[[ Supplied data open ]]

//! roam-runner: headless driver for the roaming ledger.
//!
//! Usage:
//!   roam-runner --seed 12345 --steps 500 --db ledger.db
//!   roam-runner --config data/ledger.json --ipc-mode

use anyhow::{Context, Result};
use bcroam_core::{
    clock::ManualClock,
    event::JournalEntry,
    seed,
    traffic::TrafficGenerator,
    FraudRegistry, Invocation, LedgerConfig, LedgerError, Outcome, RoamingEngine, SqliteLedger,
};
use std::collections::BTreeMap;
use std::env;
use std::io::{self, BufRead, Write};
use std::path::Path;
use std::sync::Arc;

#[derive(serde::Deserialize)]
#[serde(tag = "type", rename_all = "snake_case")]
enum IpcCommand {
    Invoke {
        function: String,
        #[serde(default)]
        args: Vec<String>,
    },
    Registry,
    Quit,
}

#[derive(serde::Serialize)]
#[serde(untagged)]
enum IpcReply {
    Applied { ok: bool, event: bcroam_core::event::LedgerEvent },
    Queried { ok: bool, payload: String },
    Registry { ok: bool, registry: BTreeMap<String, String> },
    Failed { ok: bool, error: String },
}

#[derive(Default)]
struct ReplayTally {
    applied: u64,
    denied: u64,
    rejected: u64,
    failed: u64,
}

fn main() -> Result<()> {
    env_logger::init();

    let args: Vec<String> = env::args().collect();
    let seed = parse_arg(&args, "--seed", 42u64);
    let steps = parse_arg(&args, "--steps", 500usize);
    let ipc_mode = args.iter().any(|a| a == "--ipc-mode");
    let db = flag_value(&args, "--db").unwrap_or(":memory:");
    let config_path = flag_value(&args, "--config").unwrap_or("./data/ledger.json");

    let config = if Path::new(config_path).exists() {
        LedgerConfig::load(config_path)?
    } else {
        log::info!("{config_path} not found, using defaults");
        LedgerConfig::default()
    };

    if !ipc_mode {
        println!("Roaming ledger: roam-runner");
        println!("  seed:      {seed}");
        println!("  steps:     {steps}");
        println!("  db:        {db}");
        println!("  rate/min:  {}", config.per_minute_rate);
        println!("  lifecycle: {:?}", config.lifecycle);
        println!();
    }

    let db_effective = if db == ":memory:" {
        format!("file:roam_{}?mode=memory&cache=shared", uuid::Uuid::new_v4().simple())
    } else {
        db.to_string()
    };
    let store = SqliteLedger::open(&db_effective)
        .with_context(|| format!("opening ledger at {db_effective}"))?;
    store.migrate()?;

    if ipc_mode {
        let engine = RoamingEngine::build(store, config)?;
        run_ipc_loop(&engine)
    } else {
        let clock = Arc::new(ManualClock::new(chrono::Utc::now()));
        let engine = RoamingEngine::new(store, Arc::new(FraudRegistry::new()), clock.clone(), config);
        let seeded = engine.seed()?;
        journal(&engine, &seeded)?;

        let mut tally = ReplayTally::default();
        for step in TrafficGenerator::new(seed).steps(steps) {
            clock.advance(step.advance);
            match engine.invoke(&step.invocation) {
                Ok(outcome) => {
                    tally.applied += 1;
                    if let Some(event) = outcome.event() {
                        journal(&engine, event)?;
                    }
                }
                Err(LedgerError::AuthenticationDenied { .. }) => tally.denied += 1,
                Err(LedgerError::InvalidTransition { .. }) => tally.rejected += 1,
                Err(e) => {
                    log::error!("{} failed: {e}", step.invocation.function);
                    tally.failed += 1;
                }
            }
        }
        print_summary(&engine, &tally)
    }
}

fn run_ipc_loop(engine: &RoamingEngine<SqliteLedger>) -> Result<()> {
    let stdin = io::stdin();
    let mut stdout = io::stdout();
    let mut handle = stdin.lock();
    let mut buffer = String::new();

    loop {
        buffer.clear();
        let bytes_read = handle.read_line(&mut buffer)?;
        if bytes_read == 0 {
            break; // EOF
        }

        let cmd: IpcCommand = match serde_json::from_str(&buffer) {
            Ok(c) => c,
            Err(e) => {
                let reply = IpcReply::Failed { ok: false, error: e.to_string() };
                writeln!(stdout, "{}", serde_json::to_string(&reply)?)?;
                stdout.flush()?;
                continue;
            }
        };

        let reply = match cmd {
            IpcCommand::Quit => break,
            IpcCommand::Registry => IpcReply::Registry { ok: true, registry: engine.registry().snapshot() },
            IpcCommand::Invoke { function, args } => {
                match engine.invoke(&Invocation { function, args }) {
                    Ok(Outcome::Applied(event)) => {
                        journal(engine, &event)?;
                        IpcReply::Applied { ok: true, event }
                    }
                    Ok(Outcome::Queried(bytes)) => IpcReply::Queried {
                        ok: true,
                        payload: String::from_utf8_lossy(&bytes).into_owned(),
                    },
                    Err(e) => IpcReply::Failed { ok: false, error: e.to_string() },
                }
            }
        };
        writeln!(stdout, "{}", serde_json::to_string(&reply)?)?;
        stdout.flush()?;
    }
    Ok(())
}

fn journal(engine: &RoamingEngine<SqliteLedger>, event: &bcroam_core::event::LedgerEvent) -> Result<()> {
    let entry = JournalEntry::for_event(uuid::Uuid::new_v4().to_string(), event)?;
    engine.store().append_event(&entry)?;
    Ok(())
}

fn print_summary(engine: &RoamingEngine<SqliteLedger>, tally: &ReplayTally) -> Result<()> {
    let store = engine.store();
    println!("=== RUN SUMMARY ===");
    println!("  applied:        {}", tally.applied);
    println!("  denied:         {}", tally.denied);
    println!("  rejected:       {}", tally.rejected);
    println!("  failed:         {}", tally.failed);
    println!("  journal rows:   {}", store.journal_len()?);
    println!("  registry size:  {}", engine.registry().len());
    println!("  rate/min:       {}", engine.config().per_minute_rate);

    println!();
    println!("=== SUBSCRIBERS ===");
    for key in seed::inventory_keys() {
        let rec = engine.record(key)?;
        println!(
            "  {key:<4} | v{:<3} | {:<10} | roaming: {:<5} | {:>8.2} min | ${:>8.2} | {:?}",
            store.version(key)?,
            rec.location,
            rec.roaming,
            rec.duration_minutes,
            rec.charges,
            rec.flag,
        );
    }
    Ok(())
}

fn flag_value<'a>(args: &'a [String], flag: &str) -> Option<&'a str> {
    args.windows(2).find(|w| w[0] == flag).map(|w| w[1].as_str())
}

fn parse_arg<T: std::str::FromStr + Copy>(args: &[String], flag: &str, default: T) -> T {
    args.windows(2)
        .find(|w| w[0] == flag)
        .and_then(|w| w[1].parse().ok())
        .unwrap_or(default)
}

[[ Supplied data closed ]]

Exercise requirements ::
All lines above containing the string "LedgerEvent": copy each one.

Written answer ::
    Applied { ok: bool, event: bcroam_core::event::LedgerEvent },
fn journal(engine: &RoamingEngine<SqliteLedger>, event: &bcroam_core::event::LedgerEvent) -> Result<()> {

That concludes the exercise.